Segment Start: Extracted records

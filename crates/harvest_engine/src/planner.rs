use std::collections::HashSet;
use std::path::Path;

use harvest_core::{
    effective_page_size, municipalities_metadata_path, normalize_case_id, plan_municipality,
    plan_state, process_number, resume_index, states_metadata_path, HaltReason, Msg,
    PartitionPlan, Region, RegionId, RegionPath, RegionResultCount, UnitCategory, UnitOutcome,
    WorkUnit,
};
use harvest_log::{harvest_debug, harvest_info, harvest_warn};
use serde::de::DeserializeOwned;
use serde::{Deserialize, Serialize};
use serde_json::Value;
use thiserror::Error;
use tokio::sync::mpsc;

use crate::executor::{Attempt, RunContext};
use crate::merge::CaseRow;
use crate::types::SearchPage;

#[derive(Debug, Error)]
pub enum PlanError {
    #[error("start state {0} is not in the state list")]
    UnknownStartState(RegionId),
    #[error("start municipality {municipality_id} is not in state {state_id}")]
    UnknownStartMunicipality {
        state_id: RegionId,
        municipality_id: RegionId,
    },
    #[error("start row {start_row} is past the end of the case list ({rows} rows)")]
    StartRowOutOfRange { start_row: usize, rows: usize },
    #[error("state list unavailable: {0}")]
    RegionsUnavailable(String),
}

/// Which work-unit sequence a run walks.
#[derive(Debug, Clone)]
pub enum Traversal {
    /// State then municipality buckets of the search endpoint.
    Hierarchy {
        start_state: Option<RegionId>,
        /// Honoured only inside `start_state`.
        start_municipality: Option<RegionId>,
    },
    /// One case lookup per merged CSV row.
    Cases {
        rows: Vec<CaseRow>,
        start_row: usize,
        max_rows: Option<usize>,
    },
    /// One CSV export per state with id >= `start_state`.
    Exports { start_state: Option<RegionId> },
}

/// Certificate downloads listed in a case search result, plus the number of
/// entries that lack usable ids.
pub fn certificate_units(page: &SearchPage) -> (Vec<WorkUnit>, usize) {
    let mut seen = HashSet::new();
    let mut units = Vec::new();
    let mut malformed = 0;
    for item in &page.content {
        let certificate_id = item.get("id").and_then(positive_id);
        let piece_type_id = item.get("idTipoPeca").and_then(positive_id);
        let (Some(certificate_id), Some(piece_type_id)) = (certificate_id, piece_type_id) else {
            malformed += 1;
            continue;
        };
        if !seen.insert((certificate_id, piece_type_id)) {
            continue;
        }
        let owner_name = item
            .get("nomePessoa")
            .and_then(Value::as_str)
            .unwrap_or_default()
            .to_string();
        units.push(WorkUnit::CertificateDownload {
            certificate_id,
            piece_type_id,
            owner_name,
        });
    }
    (units, malformed)
}

fn positive_id(value: &Value) -> Option<u64> {
    let id = match value {
        Value::Number(number) => number.as_u64(),
        Value::String(text) => text.trim().parse().ok(),
        _ => None,
    }?;
    (id > 0).then_some(id)
}

#[derive(Debug, Serialize, Deserialize)]
struct RegionEntry {
    id: RegionId,
    #[serde(default)]
    nome: String,
    #[serde(default, skip_serializing_if = "Option::is_none")]
    sigla: Option<String>,
}

#[derive(Debug, Serialize, Deserialize)]
struct StatesSnapshot {
    estados: Vec<RegionEntry>,
    total: usize,
}

#[derive(Debug, Serialize, Deserialize)]
struct MunicipalitiesSnapshot {
    uf_id: RegionId,
    uf_name: String,
    municipios: Vec<RegionEntry>,
    total: usize,
}

fn entry(region: &Region) -> RegionEntry {
    RegionEntry {
        id: region.id,
        nome: region.name.clone(),
        sigla: region.abbrev.clone(),
    }
}

enum Interrupt {
    /// The run halted or was cancelled; the collector already knows.
    Halted,
    Failed(PlanError),
}

impl From<PlanError> for Interrupt {
    fn from(err: PlanError) -> Self {
        Interrupt::Failed(err)
    }
}

/// Halt reasons as run messages.
pub(crate) fn halt_message(reason: HaltReason) -> Msg {
    match reason {
        HaltReason::AuthExpired { detail } => Msg::AuthExpired { detail },
        HaltReason::Cancelled => Msg::CancelRequested,
    }
}

/// Walk `traversal`, feeding units to the workers. First pages and listings run
/// here, interleaved with the workers draining earlier units.
pub(crate) async fn produce(
    ctx: &RunContext,
    traversal: Traversal,
    units: mpsc::Sender<WorkUnit>,
    events: mpsc::UnboundedSender<Msg>,
) -> Result<(), PlanError> {
    let planner = Planner { ctx, units, events };
    let result = match traversal {
        Traversal::Hierarchy {
            start_state,
            start_municipality,
        } => planner.hierarchy(start_state, start_municipality).await,
        Traversal::Cases {
            rows,
            start_row,
            max_rows,
        } => planner.cases(&rows, start_row, max_rows).await,
        Traversal::Exports { start_state } => planner.exports(start_state).await,
    };
    match result {
        Ok(()) | Err(Interrupt::Halted) => Ok(()),
        Err(Interrupt::Failed(err)) => Err(err),
    }
}
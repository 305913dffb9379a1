use std::time::Duration;

/// How the scheduler treats a failed attempt, independent of where the
/// failure came from.
#[derive(Debug, Clone, Copy, PartialEq, Eq)]
pub enum FailureClass {
    /// The session is no longer accepted. Nothing else can succeed.
    Halt,
    /// Throttled by the platform; wait longer than the base delay.
    Throttled,
    /// Network hiccup or server error.
    Transient,
    /// The resource is gone or the request is refused for good.
    Permanent,
    /// The response could not be interpreted.
    Malformed,
}

#[derive(Debug, Clone, Copy, PartialEq, Eq)]
pub enum Decision {
    Halt,
    RetryAfter(Duration),
    GiveUp,
    RecordPermanent,
    SkipMalformed,
}

#[derive(Debug, Clone, PartialEq, Eq)]
pub struct RetryPolicy {
    pub max_attempts: u32,
    /// Inter-request delay; every retry waits strictly longer.
    pub base_delay: Duration,
    pub min_backoff: Duration,
    pub max_backoff: Duration,
}

impl Default for RetryPolicy {
    fn default() -> Self {
        Self {
            max_attempts: 4,
            base_delay: Duration::from_millis(500),
            min_backoff: Duration::from_secs(1),
            max_backoff: Duration::from_secs(60),
        }
    }
}

impl RetryPolicy {
    pub fn with_base_delay(mut self, base_delay: Duration) -> Self {
        self.base_delay = base_delay;
        self
    }

    /// Wait before the attempt following attempt number `attempt` (1-based).
    pub fn backoff(&self, attempt: u32) -> Duration {
        let exponent = attempt.min(16);
        let scaled = self.base_delay.saturating_mul(1u32 << exponent);
        scaled
            .max(self.min_backoff)
            .min(self.max_backoff)
            .max(self.base_delay + Duration::from_millis(1))
    }

    pub fn decide(&self, class: FailureClass, attempt: u32) -> Decision {
        match class {
            FailureClass::Halt => Decision::Halt,
            FailureClass::Permanent => Decision::RecordPermanent,
            FailureClass::Malformed => Decision::SkipMalformed,
            FailureClass::Throttled | FailureClass::Transient => {
                if attempt < self.max_attempts.max(1) {
                    Decision::RetryAfter(self.backoff(attempt))
                } else {
                    Decision::GiveUp
                }
            }
        }
    }
}
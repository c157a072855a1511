//! Newline framing with a bounded line length.

use tokio::io::{AsyncBufRead, AsyncBufReadExt};

/// One unit read from a newline-delimited stream.
#[derive(Debug, PartialEq, Eq)]
pub enum Frame {
    /// A complete line, without its terminator.
    Line(String),
    /// A line longer than the limit; its bytes were discarded.
    Oversized(usize),
    /// A line that is not valid UTF-8.
    InvalidUtf8,
    /// The stream ended.
    Eof,
}

/// Read the next line, buffering at most `max_len` bytes of it.
///
/// The rest of an oversized line is consumed and dropped, so memory stays
/// bounded even if the peer never sends a newline. A final line without a
/// terminator is still returned.
pub async fn read_frame<R>(reader: &mut R, max_len: usize) -> std::io::Result<Frame>
where
    R: AsyncBufRead + Unpin,
{
    let mut buf = Vec::new();
    let mut len = 0usize;
    let mut seen = false;

    loop {
        let available = reader.fill_buf().await?;
        if available.is_empty() {
            if !seen {
                return Ok(Frame::Eof);
            }
            break;
        }
        seen = true;

        let (content, consumed, done) = match available.iter().position(|&b| b == b'\n') {
            Some(i) => (&available[..i], i + 1, true),
            None => (available, available.len(), false),
        };
        len += content.len();
        if len <= max_len {
            buf.extend_from_slice(content);
        }
        reader.consume(consumed);

        if done {
            break;
        }
    }

    if len > max_len {
        return Ok(Frame::Oversized(len));
    }
    if buf.last() == Some(&b'\r') {
        buf.pop();
    }
    match String::from_utf8(buf) {
        Ok(line) => Ok(Frame::Line(line)),
        Err(_) => Ok(Frame::InvalidUtf8),
    }
}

Segment End: Extracted records

What needs to be done: Wherever "terminator" appears in a line of the entries, copy that line.

Reply to the exercise:
    /// A complete line, without its terminator.
/// terminator is still returned.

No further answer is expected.